[[ Recorded information open ]]

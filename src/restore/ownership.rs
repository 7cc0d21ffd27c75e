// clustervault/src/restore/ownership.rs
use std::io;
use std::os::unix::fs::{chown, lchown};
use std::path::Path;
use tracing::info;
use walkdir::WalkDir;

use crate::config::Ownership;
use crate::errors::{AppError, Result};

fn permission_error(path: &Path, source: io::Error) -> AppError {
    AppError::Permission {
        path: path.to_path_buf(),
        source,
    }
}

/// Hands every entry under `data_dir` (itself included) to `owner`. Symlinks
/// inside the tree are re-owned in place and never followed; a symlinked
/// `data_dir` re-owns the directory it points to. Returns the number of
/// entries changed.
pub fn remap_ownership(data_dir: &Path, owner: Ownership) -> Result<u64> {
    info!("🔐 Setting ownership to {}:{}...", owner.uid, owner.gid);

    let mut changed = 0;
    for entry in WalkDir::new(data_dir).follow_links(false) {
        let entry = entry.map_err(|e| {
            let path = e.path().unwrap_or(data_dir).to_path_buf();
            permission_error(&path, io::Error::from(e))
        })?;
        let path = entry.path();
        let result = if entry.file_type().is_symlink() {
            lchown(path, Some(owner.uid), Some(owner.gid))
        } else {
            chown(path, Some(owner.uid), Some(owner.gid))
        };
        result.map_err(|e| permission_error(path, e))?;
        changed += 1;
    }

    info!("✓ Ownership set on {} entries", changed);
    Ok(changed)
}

[[ Recorded information closed ]]
[[ Recorded information open ]]

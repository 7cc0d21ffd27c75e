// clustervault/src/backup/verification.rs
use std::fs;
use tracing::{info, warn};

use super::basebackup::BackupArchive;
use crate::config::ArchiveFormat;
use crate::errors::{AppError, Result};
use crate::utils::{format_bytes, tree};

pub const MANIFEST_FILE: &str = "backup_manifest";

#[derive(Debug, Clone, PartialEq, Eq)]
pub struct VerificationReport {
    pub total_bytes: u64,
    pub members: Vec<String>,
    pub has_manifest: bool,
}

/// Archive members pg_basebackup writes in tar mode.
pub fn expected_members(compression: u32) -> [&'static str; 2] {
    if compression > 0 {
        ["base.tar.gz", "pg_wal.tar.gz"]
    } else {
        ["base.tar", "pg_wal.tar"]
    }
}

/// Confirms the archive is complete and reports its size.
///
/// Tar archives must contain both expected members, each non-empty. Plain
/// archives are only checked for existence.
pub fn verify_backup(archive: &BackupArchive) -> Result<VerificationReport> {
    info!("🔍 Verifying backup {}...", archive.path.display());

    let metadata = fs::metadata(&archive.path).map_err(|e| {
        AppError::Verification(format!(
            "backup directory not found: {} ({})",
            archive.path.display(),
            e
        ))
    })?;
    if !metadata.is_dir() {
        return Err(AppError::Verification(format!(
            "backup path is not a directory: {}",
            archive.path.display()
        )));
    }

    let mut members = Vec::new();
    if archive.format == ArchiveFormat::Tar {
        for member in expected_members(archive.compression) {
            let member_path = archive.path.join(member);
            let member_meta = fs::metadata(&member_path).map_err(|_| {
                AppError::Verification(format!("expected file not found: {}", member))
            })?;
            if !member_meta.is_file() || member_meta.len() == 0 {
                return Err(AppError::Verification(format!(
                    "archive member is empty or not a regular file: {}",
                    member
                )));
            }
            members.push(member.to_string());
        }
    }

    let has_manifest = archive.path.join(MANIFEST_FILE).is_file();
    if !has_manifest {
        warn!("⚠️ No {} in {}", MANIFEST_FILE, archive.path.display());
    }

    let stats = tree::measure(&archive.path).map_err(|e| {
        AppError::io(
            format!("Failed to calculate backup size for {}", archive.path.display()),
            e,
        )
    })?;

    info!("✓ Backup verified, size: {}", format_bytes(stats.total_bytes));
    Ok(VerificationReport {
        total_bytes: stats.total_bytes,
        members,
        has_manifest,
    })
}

[[ Recorded information closed ]]
[[ Recorded information open ]]

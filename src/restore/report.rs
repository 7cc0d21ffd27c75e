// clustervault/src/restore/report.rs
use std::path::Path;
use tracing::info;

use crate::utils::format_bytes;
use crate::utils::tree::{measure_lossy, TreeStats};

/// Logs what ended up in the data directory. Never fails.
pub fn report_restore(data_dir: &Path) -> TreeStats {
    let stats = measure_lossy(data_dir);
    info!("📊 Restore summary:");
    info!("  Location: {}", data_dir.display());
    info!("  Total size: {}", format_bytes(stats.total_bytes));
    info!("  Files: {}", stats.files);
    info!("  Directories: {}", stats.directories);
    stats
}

[[ Recorded information closed ]]

What you should do => Across the listing, how many lines contain "filename"? State the number and nothing else.

Worked solution => 2